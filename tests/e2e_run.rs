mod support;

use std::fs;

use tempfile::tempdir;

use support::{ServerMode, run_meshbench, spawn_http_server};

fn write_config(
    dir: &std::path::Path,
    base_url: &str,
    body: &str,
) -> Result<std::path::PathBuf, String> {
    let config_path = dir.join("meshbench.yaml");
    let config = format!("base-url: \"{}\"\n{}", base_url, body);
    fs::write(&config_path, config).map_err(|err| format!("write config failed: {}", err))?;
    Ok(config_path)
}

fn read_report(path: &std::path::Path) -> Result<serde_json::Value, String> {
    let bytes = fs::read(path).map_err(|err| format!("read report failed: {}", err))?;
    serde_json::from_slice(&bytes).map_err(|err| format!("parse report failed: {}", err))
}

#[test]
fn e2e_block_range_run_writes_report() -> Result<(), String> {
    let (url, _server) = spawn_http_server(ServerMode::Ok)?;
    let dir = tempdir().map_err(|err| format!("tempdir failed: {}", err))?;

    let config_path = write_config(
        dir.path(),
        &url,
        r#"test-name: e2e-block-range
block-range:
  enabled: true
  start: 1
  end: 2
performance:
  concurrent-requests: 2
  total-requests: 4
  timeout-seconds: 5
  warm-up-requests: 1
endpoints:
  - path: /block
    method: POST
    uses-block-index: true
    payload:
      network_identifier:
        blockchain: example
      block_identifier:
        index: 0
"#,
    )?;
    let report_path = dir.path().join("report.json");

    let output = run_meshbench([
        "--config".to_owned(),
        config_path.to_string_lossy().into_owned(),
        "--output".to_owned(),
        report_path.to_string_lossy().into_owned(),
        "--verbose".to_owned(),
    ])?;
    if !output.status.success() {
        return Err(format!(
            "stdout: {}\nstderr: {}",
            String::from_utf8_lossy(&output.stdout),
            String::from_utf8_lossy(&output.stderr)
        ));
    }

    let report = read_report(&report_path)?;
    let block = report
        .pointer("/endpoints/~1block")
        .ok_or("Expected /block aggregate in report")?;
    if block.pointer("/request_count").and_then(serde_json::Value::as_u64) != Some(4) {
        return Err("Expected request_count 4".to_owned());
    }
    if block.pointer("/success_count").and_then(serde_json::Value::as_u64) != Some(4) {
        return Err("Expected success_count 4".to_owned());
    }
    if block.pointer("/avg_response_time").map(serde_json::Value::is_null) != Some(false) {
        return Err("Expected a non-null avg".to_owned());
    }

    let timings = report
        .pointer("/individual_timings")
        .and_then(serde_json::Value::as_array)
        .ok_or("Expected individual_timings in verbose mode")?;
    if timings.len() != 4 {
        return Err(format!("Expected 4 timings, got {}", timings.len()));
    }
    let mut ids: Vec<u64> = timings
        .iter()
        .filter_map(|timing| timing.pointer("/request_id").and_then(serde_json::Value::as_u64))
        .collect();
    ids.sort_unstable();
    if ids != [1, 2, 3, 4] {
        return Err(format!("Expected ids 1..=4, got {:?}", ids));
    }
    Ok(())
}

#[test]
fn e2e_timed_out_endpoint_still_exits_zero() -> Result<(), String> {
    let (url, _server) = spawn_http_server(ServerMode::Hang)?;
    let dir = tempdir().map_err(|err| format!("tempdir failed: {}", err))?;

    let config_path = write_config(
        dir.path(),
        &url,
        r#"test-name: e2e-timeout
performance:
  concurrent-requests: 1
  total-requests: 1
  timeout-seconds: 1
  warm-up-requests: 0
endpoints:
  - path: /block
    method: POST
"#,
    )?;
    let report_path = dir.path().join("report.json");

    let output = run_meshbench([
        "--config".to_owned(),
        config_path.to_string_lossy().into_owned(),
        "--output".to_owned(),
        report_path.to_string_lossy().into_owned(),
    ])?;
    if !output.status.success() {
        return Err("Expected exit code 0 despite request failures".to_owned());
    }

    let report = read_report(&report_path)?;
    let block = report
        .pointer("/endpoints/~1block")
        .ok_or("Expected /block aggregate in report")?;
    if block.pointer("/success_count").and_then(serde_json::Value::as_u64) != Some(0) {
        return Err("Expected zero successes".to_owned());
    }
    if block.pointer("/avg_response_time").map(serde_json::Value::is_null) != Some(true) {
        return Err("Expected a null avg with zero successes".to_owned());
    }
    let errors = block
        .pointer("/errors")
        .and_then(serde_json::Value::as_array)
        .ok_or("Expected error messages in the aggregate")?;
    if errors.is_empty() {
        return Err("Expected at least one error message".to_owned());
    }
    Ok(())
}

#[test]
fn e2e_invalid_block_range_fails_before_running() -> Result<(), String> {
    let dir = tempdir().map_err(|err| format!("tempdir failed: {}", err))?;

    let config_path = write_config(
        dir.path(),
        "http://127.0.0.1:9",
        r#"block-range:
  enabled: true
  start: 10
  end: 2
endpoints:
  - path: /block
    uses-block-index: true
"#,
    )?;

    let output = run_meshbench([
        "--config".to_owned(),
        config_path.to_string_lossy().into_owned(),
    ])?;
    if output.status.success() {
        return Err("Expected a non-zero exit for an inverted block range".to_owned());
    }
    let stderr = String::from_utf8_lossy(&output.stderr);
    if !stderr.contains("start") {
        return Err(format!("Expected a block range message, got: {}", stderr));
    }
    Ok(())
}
* * *
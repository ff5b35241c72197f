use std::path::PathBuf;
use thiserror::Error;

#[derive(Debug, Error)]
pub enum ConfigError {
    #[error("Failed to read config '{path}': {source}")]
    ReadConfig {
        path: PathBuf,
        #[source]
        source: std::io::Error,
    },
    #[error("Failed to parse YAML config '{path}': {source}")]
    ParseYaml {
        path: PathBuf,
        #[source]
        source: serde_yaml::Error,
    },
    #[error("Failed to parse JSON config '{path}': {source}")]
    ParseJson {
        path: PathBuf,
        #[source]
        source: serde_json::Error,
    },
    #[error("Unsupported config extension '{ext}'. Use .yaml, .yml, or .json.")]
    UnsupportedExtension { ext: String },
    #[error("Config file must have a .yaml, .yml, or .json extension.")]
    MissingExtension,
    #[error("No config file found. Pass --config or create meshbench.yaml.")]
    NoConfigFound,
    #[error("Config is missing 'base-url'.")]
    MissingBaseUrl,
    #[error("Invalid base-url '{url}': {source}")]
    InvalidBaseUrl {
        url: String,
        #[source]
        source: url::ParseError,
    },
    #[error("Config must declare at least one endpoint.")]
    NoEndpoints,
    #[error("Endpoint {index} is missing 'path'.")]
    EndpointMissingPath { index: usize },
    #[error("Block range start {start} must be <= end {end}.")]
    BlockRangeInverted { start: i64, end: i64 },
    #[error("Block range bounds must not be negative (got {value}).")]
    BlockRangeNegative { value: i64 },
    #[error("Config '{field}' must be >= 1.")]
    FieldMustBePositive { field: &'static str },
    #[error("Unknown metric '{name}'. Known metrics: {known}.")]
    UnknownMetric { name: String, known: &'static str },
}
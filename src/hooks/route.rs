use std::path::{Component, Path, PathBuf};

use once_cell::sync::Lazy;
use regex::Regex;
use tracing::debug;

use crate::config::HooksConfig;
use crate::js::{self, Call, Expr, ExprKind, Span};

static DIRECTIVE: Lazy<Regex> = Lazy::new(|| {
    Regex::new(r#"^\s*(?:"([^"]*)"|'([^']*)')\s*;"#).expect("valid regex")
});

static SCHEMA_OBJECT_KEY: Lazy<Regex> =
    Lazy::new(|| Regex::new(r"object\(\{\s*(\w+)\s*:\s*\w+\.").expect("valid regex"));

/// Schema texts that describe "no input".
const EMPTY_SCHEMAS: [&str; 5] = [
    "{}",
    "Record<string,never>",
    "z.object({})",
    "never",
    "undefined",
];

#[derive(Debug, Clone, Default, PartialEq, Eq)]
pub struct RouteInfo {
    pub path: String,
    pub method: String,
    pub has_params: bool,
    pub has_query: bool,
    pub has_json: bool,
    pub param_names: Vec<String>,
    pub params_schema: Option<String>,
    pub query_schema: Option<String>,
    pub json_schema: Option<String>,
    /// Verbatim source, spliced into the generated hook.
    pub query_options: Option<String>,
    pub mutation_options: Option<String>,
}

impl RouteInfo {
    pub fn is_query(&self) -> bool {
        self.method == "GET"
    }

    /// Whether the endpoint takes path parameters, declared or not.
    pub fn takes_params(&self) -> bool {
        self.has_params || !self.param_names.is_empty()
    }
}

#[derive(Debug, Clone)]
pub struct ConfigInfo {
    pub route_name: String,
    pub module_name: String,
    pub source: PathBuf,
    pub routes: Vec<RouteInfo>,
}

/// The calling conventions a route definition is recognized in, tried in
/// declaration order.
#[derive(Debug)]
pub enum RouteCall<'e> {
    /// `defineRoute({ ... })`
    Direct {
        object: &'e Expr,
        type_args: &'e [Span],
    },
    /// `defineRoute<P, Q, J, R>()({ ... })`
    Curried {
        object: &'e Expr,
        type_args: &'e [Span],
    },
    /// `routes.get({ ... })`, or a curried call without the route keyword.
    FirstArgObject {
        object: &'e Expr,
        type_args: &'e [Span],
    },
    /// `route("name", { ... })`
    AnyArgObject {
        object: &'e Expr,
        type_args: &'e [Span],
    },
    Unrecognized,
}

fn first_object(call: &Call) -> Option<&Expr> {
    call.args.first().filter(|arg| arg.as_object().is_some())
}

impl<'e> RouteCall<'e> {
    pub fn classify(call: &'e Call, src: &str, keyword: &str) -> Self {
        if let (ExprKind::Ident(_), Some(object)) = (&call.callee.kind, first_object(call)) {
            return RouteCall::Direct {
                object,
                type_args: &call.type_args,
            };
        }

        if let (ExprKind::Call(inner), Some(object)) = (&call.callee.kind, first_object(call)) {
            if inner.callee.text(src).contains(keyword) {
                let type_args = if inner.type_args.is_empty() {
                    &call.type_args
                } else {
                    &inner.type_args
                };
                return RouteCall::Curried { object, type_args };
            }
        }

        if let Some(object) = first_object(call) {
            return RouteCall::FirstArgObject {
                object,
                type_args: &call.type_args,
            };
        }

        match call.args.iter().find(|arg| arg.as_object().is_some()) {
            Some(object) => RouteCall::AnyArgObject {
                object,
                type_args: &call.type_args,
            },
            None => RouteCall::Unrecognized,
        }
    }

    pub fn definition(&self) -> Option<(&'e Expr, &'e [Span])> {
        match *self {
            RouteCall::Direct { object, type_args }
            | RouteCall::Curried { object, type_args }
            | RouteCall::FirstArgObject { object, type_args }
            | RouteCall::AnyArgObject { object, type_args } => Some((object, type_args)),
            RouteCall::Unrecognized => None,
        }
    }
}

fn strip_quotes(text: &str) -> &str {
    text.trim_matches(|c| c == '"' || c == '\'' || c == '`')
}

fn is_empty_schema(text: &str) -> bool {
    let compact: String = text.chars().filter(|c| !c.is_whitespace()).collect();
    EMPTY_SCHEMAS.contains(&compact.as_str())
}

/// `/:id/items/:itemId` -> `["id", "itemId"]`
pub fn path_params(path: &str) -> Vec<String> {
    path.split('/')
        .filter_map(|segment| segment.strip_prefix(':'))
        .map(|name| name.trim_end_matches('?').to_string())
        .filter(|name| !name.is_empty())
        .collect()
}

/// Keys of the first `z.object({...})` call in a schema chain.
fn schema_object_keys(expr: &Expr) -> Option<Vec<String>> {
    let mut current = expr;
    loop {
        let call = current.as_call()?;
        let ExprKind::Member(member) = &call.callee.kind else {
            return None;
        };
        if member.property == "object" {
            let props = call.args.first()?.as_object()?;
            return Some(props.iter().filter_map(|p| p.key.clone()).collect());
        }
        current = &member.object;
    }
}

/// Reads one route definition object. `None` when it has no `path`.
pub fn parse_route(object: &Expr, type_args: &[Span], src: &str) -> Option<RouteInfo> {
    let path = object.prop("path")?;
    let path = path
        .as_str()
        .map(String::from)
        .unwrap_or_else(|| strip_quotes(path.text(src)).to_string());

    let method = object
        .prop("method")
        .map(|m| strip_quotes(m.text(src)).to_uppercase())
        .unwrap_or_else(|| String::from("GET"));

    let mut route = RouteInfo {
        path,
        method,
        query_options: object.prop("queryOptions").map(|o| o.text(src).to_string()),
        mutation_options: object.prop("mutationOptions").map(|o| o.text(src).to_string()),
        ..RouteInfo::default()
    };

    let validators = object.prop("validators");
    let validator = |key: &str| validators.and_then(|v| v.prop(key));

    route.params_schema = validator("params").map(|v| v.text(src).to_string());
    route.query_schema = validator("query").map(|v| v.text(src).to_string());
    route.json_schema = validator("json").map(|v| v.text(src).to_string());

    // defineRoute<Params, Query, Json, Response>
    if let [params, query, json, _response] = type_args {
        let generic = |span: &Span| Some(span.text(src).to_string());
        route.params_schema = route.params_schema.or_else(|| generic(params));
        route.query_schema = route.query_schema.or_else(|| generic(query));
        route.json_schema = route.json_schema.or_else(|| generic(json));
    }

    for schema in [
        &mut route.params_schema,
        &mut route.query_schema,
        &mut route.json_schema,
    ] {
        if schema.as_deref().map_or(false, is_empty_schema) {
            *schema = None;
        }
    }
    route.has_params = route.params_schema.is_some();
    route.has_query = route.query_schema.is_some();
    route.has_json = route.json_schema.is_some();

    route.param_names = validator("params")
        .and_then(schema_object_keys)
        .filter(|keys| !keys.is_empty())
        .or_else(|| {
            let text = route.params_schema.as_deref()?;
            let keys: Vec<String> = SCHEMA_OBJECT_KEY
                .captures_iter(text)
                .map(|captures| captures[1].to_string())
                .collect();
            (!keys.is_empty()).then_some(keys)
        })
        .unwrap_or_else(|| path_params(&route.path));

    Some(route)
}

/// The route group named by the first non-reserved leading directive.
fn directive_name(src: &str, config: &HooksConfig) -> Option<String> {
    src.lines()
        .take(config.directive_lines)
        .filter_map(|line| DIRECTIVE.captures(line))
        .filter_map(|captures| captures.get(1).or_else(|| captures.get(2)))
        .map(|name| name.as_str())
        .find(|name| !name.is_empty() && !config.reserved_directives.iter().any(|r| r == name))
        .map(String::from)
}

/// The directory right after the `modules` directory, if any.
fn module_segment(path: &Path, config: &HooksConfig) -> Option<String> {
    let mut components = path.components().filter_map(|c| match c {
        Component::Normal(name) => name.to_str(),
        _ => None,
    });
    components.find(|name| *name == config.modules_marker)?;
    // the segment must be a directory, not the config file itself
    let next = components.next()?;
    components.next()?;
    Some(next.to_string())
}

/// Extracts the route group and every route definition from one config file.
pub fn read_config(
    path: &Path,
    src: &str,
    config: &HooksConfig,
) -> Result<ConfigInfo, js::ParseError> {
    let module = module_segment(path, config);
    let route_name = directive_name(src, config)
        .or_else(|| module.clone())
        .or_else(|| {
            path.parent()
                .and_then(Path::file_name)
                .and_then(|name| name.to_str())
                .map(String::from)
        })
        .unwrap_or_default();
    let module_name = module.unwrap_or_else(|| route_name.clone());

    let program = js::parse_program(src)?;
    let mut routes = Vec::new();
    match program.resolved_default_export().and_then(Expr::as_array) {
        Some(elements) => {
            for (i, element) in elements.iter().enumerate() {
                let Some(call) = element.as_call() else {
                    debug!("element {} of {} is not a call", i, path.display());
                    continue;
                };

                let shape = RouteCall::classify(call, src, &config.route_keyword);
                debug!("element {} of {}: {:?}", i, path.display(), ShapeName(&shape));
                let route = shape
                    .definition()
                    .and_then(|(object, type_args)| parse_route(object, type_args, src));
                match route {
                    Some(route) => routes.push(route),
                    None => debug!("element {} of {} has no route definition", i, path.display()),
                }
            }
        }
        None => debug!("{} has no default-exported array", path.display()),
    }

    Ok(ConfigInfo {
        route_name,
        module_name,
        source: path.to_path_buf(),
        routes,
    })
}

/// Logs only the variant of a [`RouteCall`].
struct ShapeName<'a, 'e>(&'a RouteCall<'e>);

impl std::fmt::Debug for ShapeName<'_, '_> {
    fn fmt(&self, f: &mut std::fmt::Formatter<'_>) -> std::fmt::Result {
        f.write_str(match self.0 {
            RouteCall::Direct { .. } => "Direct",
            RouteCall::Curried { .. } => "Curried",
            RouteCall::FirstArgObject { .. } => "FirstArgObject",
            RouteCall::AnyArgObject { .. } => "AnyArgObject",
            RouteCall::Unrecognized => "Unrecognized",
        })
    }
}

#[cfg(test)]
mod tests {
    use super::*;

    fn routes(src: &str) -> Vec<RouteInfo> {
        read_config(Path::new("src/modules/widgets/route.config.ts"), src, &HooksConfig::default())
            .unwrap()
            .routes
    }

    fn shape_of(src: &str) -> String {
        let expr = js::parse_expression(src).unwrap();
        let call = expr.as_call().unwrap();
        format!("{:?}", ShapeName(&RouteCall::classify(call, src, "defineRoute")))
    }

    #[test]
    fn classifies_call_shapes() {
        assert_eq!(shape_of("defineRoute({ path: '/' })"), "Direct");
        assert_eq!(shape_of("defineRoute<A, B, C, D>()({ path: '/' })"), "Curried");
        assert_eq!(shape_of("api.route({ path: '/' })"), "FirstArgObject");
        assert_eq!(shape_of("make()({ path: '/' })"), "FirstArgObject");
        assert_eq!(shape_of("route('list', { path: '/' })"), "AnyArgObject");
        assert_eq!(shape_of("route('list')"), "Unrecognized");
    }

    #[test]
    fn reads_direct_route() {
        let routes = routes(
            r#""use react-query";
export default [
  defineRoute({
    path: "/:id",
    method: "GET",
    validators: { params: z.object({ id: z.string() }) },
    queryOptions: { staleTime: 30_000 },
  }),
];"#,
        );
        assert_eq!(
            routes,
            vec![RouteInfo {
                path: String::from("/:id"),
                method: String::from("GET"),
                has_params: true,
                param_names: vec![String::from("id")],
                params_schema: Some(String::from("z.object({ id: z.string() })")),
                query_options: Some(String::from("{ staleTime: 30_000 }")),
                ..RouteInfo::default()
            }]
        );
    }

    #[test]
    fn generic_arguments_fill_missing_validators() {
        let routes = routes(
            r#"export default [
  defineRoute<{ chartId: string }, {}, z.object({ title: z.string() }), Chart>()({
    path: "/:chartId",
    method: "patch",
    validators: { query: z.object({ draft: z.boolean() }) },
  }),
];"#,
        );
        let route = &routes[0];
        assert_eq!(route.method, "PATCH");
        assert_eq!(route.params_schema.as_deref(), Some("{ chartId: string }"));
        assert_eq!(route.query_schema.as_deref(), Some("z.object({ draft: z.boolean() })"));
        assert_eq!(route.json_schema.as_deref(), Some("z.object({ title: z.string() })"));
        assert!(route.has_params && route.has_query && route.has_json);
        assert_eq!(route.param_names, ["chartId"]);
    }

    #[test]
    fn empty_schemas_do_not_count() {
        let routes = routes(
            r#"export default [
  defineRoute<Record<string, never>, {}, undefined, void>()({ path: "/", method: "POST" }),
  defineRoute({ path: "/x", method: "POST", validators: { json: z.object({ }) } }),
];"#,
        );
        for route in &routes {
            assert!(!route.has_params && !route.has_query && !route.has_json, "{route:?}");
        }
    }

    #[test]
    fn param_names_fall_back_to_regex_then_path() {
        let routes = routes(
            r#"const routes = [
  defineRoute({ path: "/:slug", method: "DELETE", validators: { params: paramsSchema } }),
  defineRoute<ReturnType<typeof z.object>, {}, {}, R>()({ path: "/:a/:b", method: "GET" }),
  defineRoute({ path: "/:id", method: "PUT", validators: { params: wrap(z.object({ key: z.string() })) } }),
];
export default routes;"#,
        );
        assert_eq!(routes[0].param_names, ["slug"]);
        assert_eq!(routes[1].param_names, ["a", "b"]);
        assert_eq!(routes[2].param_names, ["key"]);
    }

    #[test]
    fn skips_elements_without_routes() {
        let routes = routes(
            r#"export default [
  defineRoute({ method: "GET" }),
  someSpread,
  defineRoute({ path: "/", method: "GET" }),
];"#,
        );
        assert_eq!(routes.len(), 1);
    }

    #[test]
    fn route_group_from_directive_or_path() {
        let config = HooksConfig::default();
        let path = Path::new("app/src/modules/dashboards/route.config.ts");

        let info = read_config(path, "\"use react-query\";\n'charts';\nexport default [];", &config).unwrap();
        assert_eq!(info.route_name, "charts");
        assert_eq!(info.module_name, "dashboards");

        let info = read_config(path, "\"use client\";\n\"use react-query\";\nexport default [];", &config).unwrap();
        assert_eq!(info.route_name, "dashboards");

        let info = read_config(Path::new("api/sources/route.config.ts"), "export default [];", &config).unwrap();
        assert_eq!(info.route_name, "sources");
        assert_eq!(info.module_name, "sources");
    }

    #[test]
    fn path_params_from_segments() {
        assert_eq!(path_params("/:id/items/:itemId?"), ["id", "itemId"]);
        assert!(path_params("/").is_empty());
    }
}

:: What the exercise asks ::
Whenever the word "filename" shows up in a line, that line counts. Say how many lines of the data count, giving the number alone.

:: The completed task ::
2